1. Field of the Invention
This invention relates to a so-called dual-converter switching power supply having e.g. a power factor improvement circuit and a main switching circuit therein, and more particularly to a switching power supply including a start-up circuit for controlling start-up of two control circuits that control switching operation of the dual converter circuits, respectively.
2. Description of the Related Art
As a dual-converter switching power supply of this kind, there has been conventionally used a power supply 60 shown in FIG. 3 which is a schematic block diagram providing a conceptual representation of the power supply 60. The power supply 60 is comprised of a diode stack 61 for full-wave rectification of an AC current output from an AC power source 2, a power factor improvement converter circuit 62 for boosting a pulsating voltage (voltage of a pulsating current) VD generated by the diode stack 61 and thereby generating a DC voltage V.sub.DC, and a main switching circuit 64 for switching the DC voltage V.sub.DC via a primary winding 63a of a transformer 63. Further, the power supply 60 includes a control IC 65 for controlling switching operation of the power factor improvement converter circuit 62, a capacitor circuit 66 formed e.g. by a capacitor, for supplying an operating current to the control IC 65, a start-up circuit 67 for controlling start-up of the control IC 65, a control IC 68 for controlling switching operation of the main switching circuit 64, a capacitor circuit 69 formed e.g. by a capacitor, for supplying operating current to the control IC 68, and a start-up circuit 70 for controlling start-up of the control IC 68. Moreover, the power supply 60 has a diode 81 arranged on the side of a secondary winding 63b of the transformer 63, for rectifying a voltage induced in the secondary winding 63b and a capacitor 82 also arranged on the secondary winding side, for smoothing the rectified pulsating current.

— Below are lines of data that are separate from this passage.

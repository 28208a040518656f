//! Per-metric value ranges over a region set.
//!
//! Range controls use these to seed the bounds of new filter conditions.
//! The evaluator itself never looks at them.

use std::collections::BTreeMap;

use serde::{Deserialize, Serialize};

use super::AnnotationRegion;

/// Observed value range of one metric.
#[derive(Debug, Clone, Copy, PartialEq, Serialize, Deserialize)]
pub struct MetricRange {
    pub min: f64,
    pub max: f64,
}

impl MetricRange {
    fn include(&mut self, value: f64) {
        self.min = self.min.min(value);
        self.max = self.max.max(value);
    }
}

/// Compute min/max per metric across `regions`. NaN values are skipped.
pub fn metric_stats(regions: &[AnnotationRegion]) -> BTreeMap<String, MetricRange> {
    let mut stats: BTreeMap<String, MetricRange> = BTreeMap::new();
    for (name, &value) in regions.iter().flat_map(|r| r.metrics.iter()) {
        if value.is_nan() {
            continue;
        }
        stats
            .entry(name.clone())
            .and_modify(|range| range.include(value))
            .or_insert(MetricRange {
                min: value,
                max: value,
            });
    }
    stats
}
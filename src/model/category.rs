//! Category data model for region classification.

use serde::{Deserialize, Serialize};

use super::CategoryId;
use crate::error::{CurateError, Result};

/// Category used when neither the classification map nor the region name one.
pub const DEFAULT_CATEGORY: CategoryId = 1;

/// Terminal "remove/trash" category. Protected from deletion.
pub const TRASH_CATEGORY: CategoryId = 999;

/// A classification category with display colors.
#[derive(Debug, Clone, PartialEq, Serialize, Deserialize)]
#[serde(rename_all = "camelCase")]
pub struct CategoryDef {
    /// Unique identifier for the category
    pub id: CategoryId,
    /// Display name of the category
    pub name: String,
    /// Outline color (CSS color string)
    pub color: String,
    /// Fill color (CSS color string, usually translucent)
    pub fill: String,
    /// System categories cannot be deleted
    #[serde(default, skip_serializing_if = "std::ops::Not::not")]
    pub is_system: bool,
}

impl CategoryDef {
    /// Create a new user category.
    pub fn new(id: CategoryId, name: &str, color: &str, fill: &str) -> Self {
        Self {
            id,
            name: name.to_string(),
            color: color.to_string(),
            fill: fill.to_string(),
            is_system: false,
        }
    }

    /// Mark this category as a system category.
    pub fn system(mut self) -> Self {
        self.is_system = true;
        self
    }

    /// Whether deleting this category is forbidden.
    pub fn is_protected(&self) -> bool {
        self.is_system || self.id == TRASH_CATEGORY
    }
}

/// Categories every fresh dataset starts with.
pub fn default_categories() -> Vec<CategoryDef> {
    vec![
        CategoryDef::new(DEFAULT_CATEGORY, "Object", "#4caf50", "rgba(76, 175, 80, 0.3)").system(),
        CategoryDef::new(TRASH_CATEGORY, "Remove", "#f44336", "rgba(244, 67, 54, 0.3)").system(),
    ]
}

/// Ordered list of category definitions.
#[derive(Debug, Clone, PartialEq, Serialize, Deserialize)]
#[serde(transparent)]
pub struct CategoryList(Vec<CategoryDef>);

impl Default for CategoryList {
    fn default() -> Self {
        Self(default_categories())
    }
}

impl CategoryList {
    pub fn new(categories: Vec<CategoryDef>) -> Self {
        Self(categories)
    }

    pub fn get(&self, id: CategoryId) -> Option<&CategoryDef> {
        self.0.iter().find(|c| c.id == id)
    }

    pub fn iter(&self) -> impl Iterator<Item = &CategoryDef> {
        self.0.iter()
    }

    pub fn len(&self) -> usize {
        self.0.len()
    }

    pub fn is_empty(&self) -> bool {
        self.0.is_empty()
    }

    /// Next unused id, never the trash category id.
    pub fn next_id(&self) -> CategoryId {
        let next = self
            .0
            .iter()
            .map(|c| c.id)
            .filter(|&id| id != TRASH_CATEGORY)
            .max()
            .map_or(DEFAULT_CATEGORY, |id| id + 1);
        if next == TRASH_CATEGORY { next + 1 } else { next }
    }

    /// Add a category. Fails if the id is taken.
    pub fn add(&mut self, category: CategoryDef) -> Result<()> {
        if self.get(category.id).is_some() {
            return Err(CurateError::DuplicateCategory { id: category.id });
        }
        log::debug!("🏷️ Added category: {} (id={})", category.name, category.id);
        self.0.push(category);
        Ok(())
    }

    /// Rename a category.
    pub fn rename(&mut self, id: CategoryId, name: &str) -> Result<()> {
        let category = self
            .0
            .iter_mut()
            .find(|c| c.id == id)
            .ok_or(CurateError::CategoryNotFound { id })?;
        category.name = name.to_string();
        Ok(())
    }

    /// Delete a category. The trash category and system categories are protected.
    pub fn remove(&mut self, id: CategoryId) -> Result<CategoryDef> {
        let index = self
            .0
            .iter()
            .position(|c| c.id == id)
            .ok_or(CurateError::CategoryNotFound { id })?;
        if self.0[index].is_protected() {
            return Err(CurateError::ProtectedCategory { id });
        }
        let removed = self.0.remove(index);
        log::debug!("🏷️ Removed category: {} (id={})", removed.name, id);
        Ok(removed)
    }
}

In the power supply 60, when the power is turned on, the capacitor circuit 66 is charged by a current caused to flow therein via a current path, not shown, by the pulsating voltage V.sub.D. Subsequently, when a charging voltage of the capacitor circuit 66 has reached a predetermined voltage, the start-up circuit 67 starts up the control IC 65. This causes the control IC 65 to start controlling the switching operation of the power factor improvement converter circuit 62, whereby the converter circuit 62 boosts the pulsating voltage V.sub.D to thereby generate the DC voltage V.sub.DC. On the other hand, the capacitor circuit 69 is also charged with a current caused to flow therein via a current path, not shown, by the DC voltage V.sub.DC and when the charging voltage of the capacitor circuit 69 has reached a predetermined voltage, the start-up circuit 70 starts up the control IC 68. This causes the control IC 68 to start controlling the switching operation of the main switching circuit 64, whereby the main switching circuit 64 switches the DC voltage V.sub.DC via a primary winding 63a of the transformer 63. As a result, a voltage is induced in the secondary winding 63b of the transformer 63. The induced voltage is rectified by the diode 81, and the rectified DC voltage is smoothed by the capacitor 82, whereby an output voltage V.sub.O is generated.
As described above, according to this power supply 60, first at the initial stage of power-on, the start-up circuit 67 starts up the control IC 65, and then the start-up circuit 70 starts up the main switching circuit 64, whereby the power factor improvement converter circuit 62 and the main switching circuit 64 are continuously operated for continuous generation of the output voltage V.sub.O.
However, the power supply 60 suffers from the following problems: Firstly, in the power supply 60, the start-up circuit 67 for controlling start-up of the control IC 65 and the start-up circuit 70 for controlling start-up of the control IC 68 are arranged separately and independently of each other, which results in increased manufacturing costs and an increased size of the power supply 60 due to an increase in the number of component parts thereof. Secondly, since the start-up circuits 67 and 70 control the respective control ICs 65 and 68 separately and independently of each other, it is difficult to ensure a reliable start-up sequence of the two control ICs 65 and 68. As a result, the DC voltage V.sub.DC generated by the power factor improvement converter circuit 62 can be switched by the main switching circuit 64 before its voltage value is stable, which can cause a failure in start-up of the main switching circuit 64.